## Exercise requirements
Every line of the records below that holds the word "filter" should be copied out.

## Records provided
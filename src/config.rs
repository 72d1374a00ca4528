//! Configuration types, loaded from environment variables.

use std::path::PathBuf;

use secrecy::SecretString;

use crate::error::ConfigError;
use crate::llm::{LlmBackend, LlmConfig};

/// Confidence below which a draft is never auto-sent.
pub const DEFAULT_CONFIDENCE_THRESHOLD: f32 = 0.6;

/// Default number of jobs the queue runs at once.
pub const DEFAULT_QUEUE_CONCURRENCY: usize = 4;

const DEFAULT_GRAPH_URL: &str = "https://graph.facebook.com/v19.0";
const DEFAULT_DB_PATH: &str = "./data/dm-autopilot.db";
const DEFAULT_PORT: u16 = 3000;

/// Settings for the per-job processing state machine.
#[derive(Debug, Clone)]
pub struct ProcessorConfig {
    /// Drafts scoring below this are skipped.
    pub confidence_threshold: f32,
    /// Our own account id; recorded as the sender of outbound messages.
    pub business_account_id: String,
}

impl ProcessorConfig {
    pub fn new(business_account_id: impl Into<String>) -> Self {
        Self {
            confidence_threshold: DEFAULT_CONFIDENCE_THRESHOLD,
            business_account_id: business_account_id.into(),
        }
    }
}

/// Outbound Graph API settings.
#[derive(Debug, Clone)]
pub struct GraphConfig {
    pub base_url: String,
    pub access_token: SecretString,
}

/// Webhook ingestion settings.
#[derive(Debug, Clone)]
pub struct WebhookConfig {
    /// Shared secret for `X-Hub-Signature-256`.
    pub app_secret: SecretString,
    /// Token echoed back during the subscription handshake.
    pub verify_token: Option<String>,
}

/// Full service configuration.
#[derive(Debug, Clone)]
pub struct AppConfig {
    pub port: u16,
    pub db_path: PathBuf,
    pub log_dir: Option<PathBuf>,
    pub queue_concurrency: usize,
    pub webhook: WebhookConfig,
    pub graph: GraphConfig,
    pub processor: ProcessorConfig,
    /// `None` when no model key is configured; the pipeline then relies on
    /// keyword rules plus the fallback draft.
    pub llm: Option<LlmConfig>,
}

impl AppConfig {
    /// Load configuration from `DM_AUTOPILOT_*` environment variables.
    pub fn from_env() -> Result<Self, ConfigError> {
        let app_secret = required("DM_AUTOPILOT_APP_SECRET")?;
        let access_token = required("DM_AUTOPILOT_ACCESS_TOKEN")?;
        let business_account_id = required("DM_AUTOPILOT_BUSINESS_ID")?;

        let port = parse_or("DM_AUTOPILOT_PORT", DEFAULT_PORT)?;
        let queue_concurrency = parse_or("DM_AUTOPILOT_CONCURRENCY", DEFAULT_QUEUE_CONCURRENCY)?;
        if queue_concurrency == 0 {
            return Err(ConfigError::InvalidValue {
                key: "DM_AUTOPILOT_CONCURRENCY".into(),
                message: "must be at least 1".into(),
            });
        }

        let confidence_threshold =
            parse_or("DM_AUTOPILOT_CONFIDENCE_THRESHOLD", DEFAULT_CONFIDENCE_THRESHOLD)?;
        if !(0.0..=1.0).contains(&confidence_threshold) {
            return Err(ConfigError::InvalidValue {
                key: "DM_AUTOPILOT_CONFIDENCE_THRESHOLD".into(),
                message: format!("{confidence_threshold} is outside [0, 1]"),
            });
        }

        let llm = match std::env::var("DM_AUTOPILOT_LLM_API_KEY") {
            Ok(key) if !key.trim().is_empty() => {
                let backend = match std::env::var("DM_AUTOPILOT_LLM_BACKEND") {
                    Ok(value) => value.parse::<LlmBackend>().map_err(|message| {
                        ConfigError::InvalidValue {
                            key: "DM_AUTOPILOT_LLM_BACKEND".into(),
                            message,
                        }
                    })?,
                    Err(_) => LlmBackend::Anthropic,
                };
                let model = std::env::var("DM_AUTOPILOT_MODEL")
                    .unwrap_or_else(|_| backend.default_model().to_string());
                Some(LlmConfig {
                    backend,
                    api_key: SecretString::from(key),
                    model,
                })
            }
            _ => None,
        };

        Ok(Self {
            port,
            db_path: std::env::var("DM_AUTOPILOT_DB_PATH")
                .unwrap_or_else(|_| DEFAULT_DB_PATH.to_string())
                .into(),
            log_dir: std::env::var("DM_AUTOPILOT_LOG_DIR").ok().map(PathBuf::from),
            queue_concurrency,
            webhook: WebhookConfig {
                app_secret: SecretString::from(app_secret),
                verify_token: std::env::var("DM_AUTOPILOT_VERIFY_TOKEN")
                    .ok()
                    .filter(|t| !t.is_empty()),
            },
            graph: GraphConfig {
                base_url: std::env::var("DM_AUTOPILOT_GRAPH_URL")
                    .unwrap_or_else(|_| DEFAULT_GRAPH_URL.to_string()),
                access_token: SecretString::from(access_token),
            },
            processor: ProcessorConfig {
                confidence_threshold,
                business_account_id,
            },
            llm,
        })
    }
}

fn required(key: &str) -> Result<String, ConfigError> {
    std::env::var(key)
        .ok()
        .filter(|v| !v.trim().is_empty())
        .ok_or_else(|| ConfigError::MissingEnvVar(key.to_string()))
}

fn parse_or<T>(key: &str, default: T) -> Result<T, ConfigError>
where
    T: std::str::FromStr,
    T::Err: std::fmt::Display,
{
    match std::env::var(key) {
        Ok(raw) => raw.trim().parse().map_err(|e: T::Err| ConfigError::InvalidValue {
            key: key.to_string(),
            message: e.to_string(),
        }),
        Err(_) => Ok(default),
    }
}
use std::io::Read;

use crate::error::Error;

/// Outcome of a single fill attempt against a |ByteSource|.
#[derive(Debug, Clone, Copy, PartialEq, Eq)]
pub enum ReadOutcome {
    /// The source wrote this many bytes into the region.
    Bytes(usize),
    /// The source had no bytes left and wrote nothing.
    EndOfSource,
}

impl ReadOutcome {
    /// Collapse the outcome into the conventional stream-read encoding: the number of
    /// bytes read, or -1 at end-of-source.
    pub fn count(&self) -> i64 {
        match self {
            ReadOutcome::Bytes(n) => *n as i64,
            ReadOutcome::EndOfSource => -1,
        }
    }

    pub fn is_end(&self) -> bool {
        matches!(self, ReadOutcome::EndOfSource)
    }
}

/// ByteSource is similar to |std::io::Read|, but it reports end-of-source as a distinct
/// outcome instead of overloading a zero byte count.
pub trait ByteSource {
    /// Fill |region| with up to |region.len()| bytes. Blocks until at least one byte is
    /// available, the region is full, or the source is exhausted.
    fn fill(&mut self, region: &mut [u8]) -> Result<ReadOutcome, Error>;
}

/// Any |std::io::Read| is usable as a source: files, sockets, cursors, slices. A
/// successful zero-byte read of a non-empty region is the |Read| contract's EOF signal.
impl<R: Read> ByteSource for R {
    fn fill(&mut self, region: &mut [u8]) -> Result<ReadOutcome, Error> {
        match self.read(region)? {
            0 if !region.is_empty() => Ok(ReadOutcome::EndOfSource),
            n => Ok(ReadOutcome::Bytes(n)),
        }
    }
}

#[cfg(test)]
mod tests {
    use super::*;
    use std::io::Cursor;

    #[test]
    fn test_fill_reports_count() {
        let mut source = Cursor::new(vec![1, 2, 3]);
        let mut region = [0u8; 8];
        assert_eq!(source.fill(&mut region).unwrap(), ReadOutcome::Bytes(3));
        assert_eq!(&region[..3], &[1, 2, 3]);
    }

    #[test]
    fn test_fill_reports_end_of_source() {
        let mut source = Cursor::new(Vec::<u8>::new());
        let mut region = [0u8; 8];
        let outcome = source.fill(&mut region).unwrap();
        assert!(outcome.is_end());
        assert_eq!(outcome.count(), -1);
    }

    #[test]
    fn test_count_encoding() {
        assert_eq!(ReadOutcome::Bytes(0).count(), 0);
        assert_eq!(ReadOutcome::Bytes(4096).count(), 4096);
        assert_eq!(ReadOutcome::EndOfSource.count(), -1);
    }
}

## Output for this exercise
                    .filter(|t| !t.is_empty()),
        .filter(|v| !v.trim().is_empty())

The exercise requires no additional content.